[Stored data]

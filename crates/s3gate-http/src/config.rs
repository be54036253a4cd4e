//! Gateway configuration.
//!
//! [`GatewayConfig`] is loaded from environment variables; anything unset
//! keeps its default.

use serde::{Deserialize, Serialize};
use typed_builder::TypedBuilder;

/// Gateway configuration.
///
/// # Examples
///
/// ```
/// use s3gate_http::config::GatewayConfig;
///
/// let config = GatewayConfig::builder()
///     .domain_name(Some("s3.example.com".to_owned()))
///     .build();
/// assert_eq!(config.gateway_listen, "0.0.0.0:8333");
/// assert_eq!(config.virtual_host_suffix(), Some("s3.example.com"));
/// ```
#[derive(Debug, Clone, PartialEq, Eq, Serialize, Deserialize, TypedBuilder)]
#[serde(rename_all = "camelCase")]
pub struct GatewayConfig {
    /// Bind address (e.g. `"0.0.0.0:8333"`).
    #[builder(default = String::from("0.0.0.0:8333"))]
    pub gateway_listen: String,

    /// Domain suffix for virtual-hosted-style addressing. `None` or empty
    /// turns it off.
    #[builder(default)]
    pub domain_name: Option<String>,

    /// Filer directory holding one sub-directory per bucket.
    #[builder(default = String::from("/buckets"))]
    pub buckets_path: String,

    /// Filer address requests are ultimately served by.
    #[builder(default = String::from("localhost:8888"))]
    pub filer: String,

    /// Log level filter string (e.g. `"info"`, `"s3gate_http=debug"`).
    #[builder(default = String::from("info"))]
    pub log_level: String,
}

impl Default for GatewayConfig {
    fn default() -> Self {
        Self::builder().build()
    }
}

impl GatewayConfig {
    /// Load configuration from environment variables.
    ///
    /// | Variable | Default |
    /// |----------|---------|
    /// | `GATEWAY_LISTEN` | `0.0.0.0:8333` |
    /// | `S3_DOMAIN_NAME` | *(unset)* |
    /// | `S3_BUCKETS_PATH` | `/buckets` |
    /// | `S3_FILER` | `localhost:8888` |
    /// | `LOG_LEVEL` | `info` |
    #[must_use]
    pub fn from_env() -> Self {
        Self::from_lookup(|name| std::env::var(name).ok())
    }

    fn from_lookup(lookup: impl Fn(&str) -> Option<String>) -> Self {
        let mut config = Self::default();

        if let Some(v) = lookup("GATEWAY_LISTEN") {
            config.gateway_listen = v;
        }
        if let Some(v) = lookup("S3_DOMAIN_NAME") {
            config.domain_name = Some(v);
        }
        if let Some(v) = lookup("S3_BUCKETS_PATH") {
            config.buckets_path = v;
        }
        if let Some(v) = lookup("S3_FILER") {
            config.filer = v;
        }
        if let Some(v) = lookup("LOG_LEVEL") {
            config.log_level = v;
        }

        config
    }

    /// The effective virtual-host suffix, if virtual-hosted style is on.
    #[must_use]
    pub fn virtual_host_suffix(&self) -> Option<&str> {
        self.domain_name
            .as_deref()
            .map(|d| d.trim_matches('.'))
            .filter(|d| !d.is_empty())
    }
}
//! The gateway's hyper service.
//!
//! [`GatewayService`] wraps the dispatcher for use with hyper:
//!
//! 1. Health check interception (`GET /_health`)
//! 2. Classification against the [`OperationCatalog`]
//! 3. Body collection, only for backend-bound operations
//! 4. Dispatch to the [`S3Backend`]
//! 5. Common response headers (`x-amz-request-id`, `Server`)
//!
//! Every other method, `OPTIONS` included, goes through classification and
//! gets the `MethodNotAllowed` document when no operation accepts it.

use std::convert::Infallible;
use std::fmt;
use std::future::Future;
use std::pin::Pin;
use std::sync::Arc;

use bytes::Bytes;
use http::HeaderValue;
use http_body_util::BodyExt;
use hyper::body::Incoming;
use hyper::service::Service;
use s3gate_model::error::S3Error;
use tracing::{debug, error};
use uuid::Uuid;

use crate::body::GatewayBody;
use crate::catalog::{Binding, OperationCatalog};
use crate::dispatch::{MatchResult, S3Backend, classify, dispatch_operation, no_match_error};
use crate::request::S3RequestView;
use crate::response::{error_to_response, not_found_response};

/// Path answered by the liveness check. Underscores are not valid in bucket
/// names, so this never shadows a path-style bucket.
pub const HEALTH_PATH: &str = "/_health";

const SERVER_NAME: &str = "s3gate";

/// Hyper service classifying and dispatching S3 requests.
pub struct GatewayService<H: S3Backend> {
    backend: Arc<H>,
    catalog: OperationCatalog,
}

impl<H: S3Backend> GatewayService<H> {
    /// Wrap `backend` behind `catalog`.
    #[must_use]
    pub fn new(backend: H, catalog: OperationCatalog) -> Self {
        Self {
            backend: Arc::new(backend),
            catalog,
        }
    }
}

impl<H: S3Backend> Clone for GatewayService<H> {
    fn clone(&self) -> Self {
        Self {
            backend: Arc::clone(&self.backend),
            catalog: self.catalog.clone(),
        }
    }
}

impl<H: S3Backend> fmt::Debug for GatewayService<H> {
    fn fmt(&self, f: &mut fmt::Formatter<'_>) -> fmt::Result {
        f.debug_struct("GatewayService")
            .field("operations", &self.catalog.len())
            .field("domain_suffix", &self.catalog.domain_suffix())
            .finish_non_exhaustive()
    }
}

impl<H: S3Backend> Service<http::Request<Incoming>> for GatewayService<H> {
    type Response = http::Response<GatewayBody>;
    type Error = Infallible;
    type Future = Pin<Box<dyn Future<Output = Result<Self::Response, Self::Error>> + Send>>;

    fn call(&self, req: http::Request<Incoming>) -> Self::Future {
        let service = self.clone();
        Box::pin(async move { Ok(service.handle(req).await) })
    }
}

impl<H: S3Backend> GatewayService<H> {
    /// Run one request through the gateway. Never fails: every outcome is
    /// turned into a response.
    pub async fn handle<B>(&self, req: http::Request<B>) -> http::Response<GatewayBody>
    where
        B: http_body::Body<Data = Bytes> + Send,
        B::Error: fmt::Display,
    {
        let request_id = Uuid::new_v4().to_string();
        let response = self.process_request(req, &request_id).await;
        add_common_headers(response, &request_id)
    }

    async fn process_request<B>(
        &self,
        req: http::Request<B>,
        request_id: &str,
    ) -> http::Response<GatewayBody>
    where
        B: http_body::Body<Data = Bytes> + Send,
        B::Error: fmt::Display,
    {
        let (parts, body) = req.into_parts();
        debug!(method = %parts.method, uri = %parts.uri, request_id, "received S3 request");

        if is_health_check(&parts.method, parts.uri.path()) {
            return health_check_response();
        }

        let view = S3RequestView::from_parts(&parts);
        let (operation, binding, params) = match classify(&self.catalog, &view) {
            MatchResult::Matched {
                operation,
                binding,
                params,
            } => (operation, binding, params),
            MatchResult::NoMatch { address } => {
                let err = no_match_error(&view, &address);
                debug!(error = %err, request_id, "answering unmatched request");
                return not_found_response(view.path(), request_id);
            }
        };

        let body = match binding {
            Binding::Backend => match body.collect().await {
                Ok(collected) => collected.to_bytes(),
                Err(err) => {
                    error!(error = %err, request_id, "failed to collect request body");
                    let s3_err = S3Error::internal_error("Failed to read request body");
                    return error_to_response(&s3_err, request_id);
                }
            },
            Binding::NotImplemented => Bytes::new(),
        };

        match dispatch_operation(self.backend.as_ref(), operation, binding, params, body).await {
            Ok(response) => response,
            Err(err) => {
                debug!(error = %err, request_id, "S3 operation returned error");
                error_to_response(&S3Error::from(err), request_id)
            }
        }
    }
}

fn is_health_check(method: &http::Method, path: &str) -> bool {
    *method == http::Method::GET && path == HEALTH_PATH
}

fn health_check_response() -> http::Response<GatewayBody> {
    http::Response::builder()
        .status(http::StatusCode::OK)
        .header(http::header::CONTENT_TYPE, "application/json")
        .body(GatewayBody::from(r#"{"status":"running","service":"s3gate"}"#))
        .expect("static health response should be valid")
}

fn add_common_headers(
    mut response: http::Response<GatewayBody>,
    request_id: &str,
) -> http::Response<GatewayBody> {
    let headers = response.headers_mut();
    if let Ok(hv) = HeaderValue::from_str(request_id) {
        headers.insert("x-amz-request-id", hv);
    }
    headers.insert(http::header::SERVER, HeaderValue::from_static(SERVER_NAME));
    response
}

● ABOUT THIS EXERCISE: Count every line above that includes the string "GatewayConfig", and answer with the count only.

● ANSWER TO THIS PROBLEM: 6